Six mois après le scandale du Qatargate, les députés européens mis en cause sont revenus, ou s’apprêtent à revenir dans l’enceninte du Parlement, à Bruxelles.
Six mois après le scandale du Qatargate, les députés européens mis en cause sont revenus, ou s’apprêtent à revenir dans l’enceninte du Parlement, à Bruxelles. (Photo d’illustration Olivier Hoslet/EPA)
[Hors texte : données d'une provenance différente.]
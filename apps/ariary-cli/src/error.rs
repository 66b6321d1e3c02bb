//! Error types for the `ariary` command.

/// Configuration errors.
#[derive(Debug, thiserror::Error)]
pub enum ConfigError {
    #[error("Invalid configuration value: {0}")]
    InvalidValue(String),

    #[error("Failed to load config: {0}")]
    LoadFailed(String),

    #[error("Failed to parse config: {0}")]
    Parse(String),
}

impl From<std::io::Error> for ConfigError {
    fn from(err: std::io::Error) -> Self {
        ConfigError::LoadFailed(err.to_string())
    }
}

impl From<toml::de::Error> for ConfigError {
    fn from(err: toml::de::Error) -> Self {
        ConfigError::Parse(err.to_string())
    }
}

/// Command errors.
///
/// An amount that cannot be spelled is not an error here: it prints the
/// sentinel and only affects the exit status.
#[derive(Debug, thiserror::Error)]
pub enum CliError {
    #[error(transparent)]
    Config(#[from] ConfigError),

    #[error("Serialization failed: {0}")]
    Json(#[from] serde_json::Error),

    #[error("I/O error: {0}")]
    Io(#[from] std::io::Error),

    #[error("Invalid template variable '{0}': expected KEY=VALUE")]
    InvalidVar(String),

    #[error("Logging setup failed: {0}")]
    Logging(String),
}

pub type CliResult<T> = Result<T, CliError>;
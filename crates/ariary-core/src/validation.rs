//! # Validation Module
//!
//! Decides whether an amount can be spelled, and rounds it.
//!
//! ## Where Amounts Come From
//! ```text
//! ┌─────────────────────────────────────────────────────────────────────────┐
//! │                      Amount Admission                                   │
//! │                                                                         │
//! │  Sale total in the register UI                                         │
//! │  ├── already whole ariary (most sales)                                 │
//! │  └── fractional after tax / discount arithmetic (21.7)                 │
//! │           │                                                             │
//! │           ▼                                                             │
//! │  admit_amount() ← THIS MODULE                                          │
//! │  ├── NaN, ±∞, negative, oversized → AmountError                        │
//! │  └── rounds half-up exactly once → u64                                 │
//! │           │                                                             │
//! │           ▼                                                             │
//! │  words::convert_integer()                                              │
//! └─────────────────────────────────────────────────────────────────────────┘
//! ```
//!
//! ## Usage
//! ```rust
//! use ariary_core::validation::admit_amount;
//!
//! assert_eq!(admit_amount(21.7).unwrap(), 22);
//! assert!(admit_amount(-1.0).is_err());
//! ```

use crate::error::AmountError;
use crate::money::Money;
use crate::MAX_SPELLABLE_AMOUNT;

/// Result type for validation operations.
pub type ValidationResult<T> = Result<T, AmountError>;

// =============================================================================
// Amount Validators
// =============================================================================

/// Admits a floating-point amount and rounds it to whole ariary.
///
/// ## Rules
/// - NaN and infinities are refused
/// - Negative amounts are refused (`-0.0` is zero, not negative)
/// - Rounding is half-up: 0.5 → 1, 21.5 → 22
/// - The rounded value must not exceed [`MAX_SPELLABLE_AMOUNT`]
///
/// ## Example
/// ```rust
/// use ariary_core::validation::admit_amount;
/// use ariary_core::AmountError;
///
/// assert_eq!(admit_amount(21.3).unwrap(), 21);
/// assert_eq!(admit_amount(f64::NAN), Err(AmountError::NotANumber));
/// ```
pub fn admit_amount(amount: f64) -> ValidationResult<u64> {
    if amount.is_nan() {
        return Err(AmountError::NotANumber);
    }

    if amount.is_infinite() {
        return Err(AmountError::NotFinite(amount));
    }

    if amount < 0.0 {
        return Err(AmountError::Negative(amount));
    }

    // Half-up and half-away-from-zero agree on non-negative values.
    let rounded = amount.round();

    if rounded > MAX_SPELLABLE_AMOUNT as f64 {
        return Err(AmountError::TooLarge {
            value: rounded,
            max: MAX_SPELLABLE_AMOUNT,
        });
    }

    Ok(rounded as u64)
}

/// Admits an integer amount.
///
/// ## Example
/// ```rust
/// use ariary_core::money::Money;
/// use ariary_core::validation::admit_money;
///
/// assert_eq!(admit_money(Money::from_ariary(12_500)).unwrap(), 12_500);
/// assert!(admit_money(Money::from_ariary(-500)).is_err());
/// ```
pub fn admit_money(money: Money) -> ValidationResult<u64> {
    let ariary = money.ariary();

    if ariary < 0 {
        return Err(AmountError::Negative(ariary as f64));
    }

    let whole = ariary as u64;
    if whole > MAX_SPELLABLE_AMOUNT {
        return Err(AmountError::TooLarge {
            value: ariary as f64,
            max: MAX_SPELLABLE_AMOUNT,
        });
    }

    Ok(whole)
}

// =============================================================================
// Unit Tests
// =============================================================================
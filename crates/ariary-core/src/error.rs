//! # Error Types
//!
//! Domain-specific error types for ariary-core.
//!
//! ## Error Hierarchy
//! ```text
//! ┌─────────────────────────────────────────────────────────────────────────┐
//! │                         Error Types                                     │
//! │                                                                         │
//! │  ariary-core errors (this file)                                        │
//! │  └── AmountError     - Amount cannot be spelled                        │
//! │                                                                         │
//! │  ariary-cli errors (separate crate)                                    │
//! │  ├── ConfigError     - Config file / environment problems              │
//! │  └── CliError        - What the command line reports                   │
//! │                                                                         │
//! │  Template entry points never surface AmountError: they degrade to      │
//! │  the "montant invalide" sentinel instead.                              │
//! └─────────────────────────────────────────────────────────────────────────┘
//! ```

use thiserror::Error;

// =============================================================================
// Amount Error
// =============================================================================

/// Why an amount was refused.
///
/// ## When This Occurs
/// ```text
/// Sale total (f64, after tax math)
///      │
///      ▼
/// admit_amount()
///      │
///      ├── NaN                → NotANumber
///      ├── ±∞                 → NotFinite
///      ├── < 0                → Negative
///      └── > 10^15 - 1        → TooLarge
/// ```
#[derive(Debug, Clone, Copy, PartialEq, Error)]
pub enum AmountError {
    /// Amount is NaN (usually an empty or garbled input field upstream).
    #[error("Amount is not a number")]
    NotANumber,

    /// Amount is infinite.
    #[error("Amount is not finite: {0}")]
    NotFinite(f64),

    /// Amount is below zero.
    #[error("Amount must not be negative: {0}")]
    Negative(f64),

    /// Rounded amount is beyond what can be spelled.
    #[error("Amount {value} exceeds maximum spellable amount ({max})")]
    TooLarge { value: f64, max: u64 },
}

// =============================================================================
// Unit Tests
// =============================================================================

#[cfg(test)]
mod tests {
    use super::*;

    #[test]
    fn test_error_messages() {
        assert_eq!(AmountError::NotANumber.to_string(), "Amount is not a number");
        assert_eq!(
            AmountError::Negative(-1.5).to_string(),
            "Amount must not be negative: -1.5"
        );
        assert_eq!(
            AmountError::NotFinite(f64::INFINITY).to_string(),
            "Amount is not finite: inf"
        );

        let err = AmountError::TooLarge {
            value: 1e16,
            max: 999_999_999_999_999,
        };
        assert_eq!(
            err.to_string(),
            "Amount 10000000000000000 exceeds maximum spellable amount (999999999999999)"
        );
    }
}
Elle n’a pas encore été aperçue dans les couloirs mais ce n’est qu’une affaire de jours. À Bruxelles, certains s’attendaient, déjà, la semaine dernière, lors d’une séance plénière, à revoir Eva Kaili, la vice- présidente déchue du Parlement européen (PE), chez qui des valises pleines d’argent ont été retrouvées, en décembre. La socialiste grecque, autorisée, le 25 mai, à retirer son bracelet électronique, avait en effet annoncé son retour. Mais un contretemps l’a empêchée de siéger.

Le Belge Marc Tarabella, lui aussi mis en cause dans le Qatargate et « mouillé » par l’ex-député italien Pier Antonio Panzeri, le « cerveau » supposé du Qatargate, était là, en revanche. Le socialiste a aussi repris le travail et pu voter sur le devoir de vigilance européen ou les munitions pour l’Ukraine. Il avait retrouvé ses fonctions, le 24 mai.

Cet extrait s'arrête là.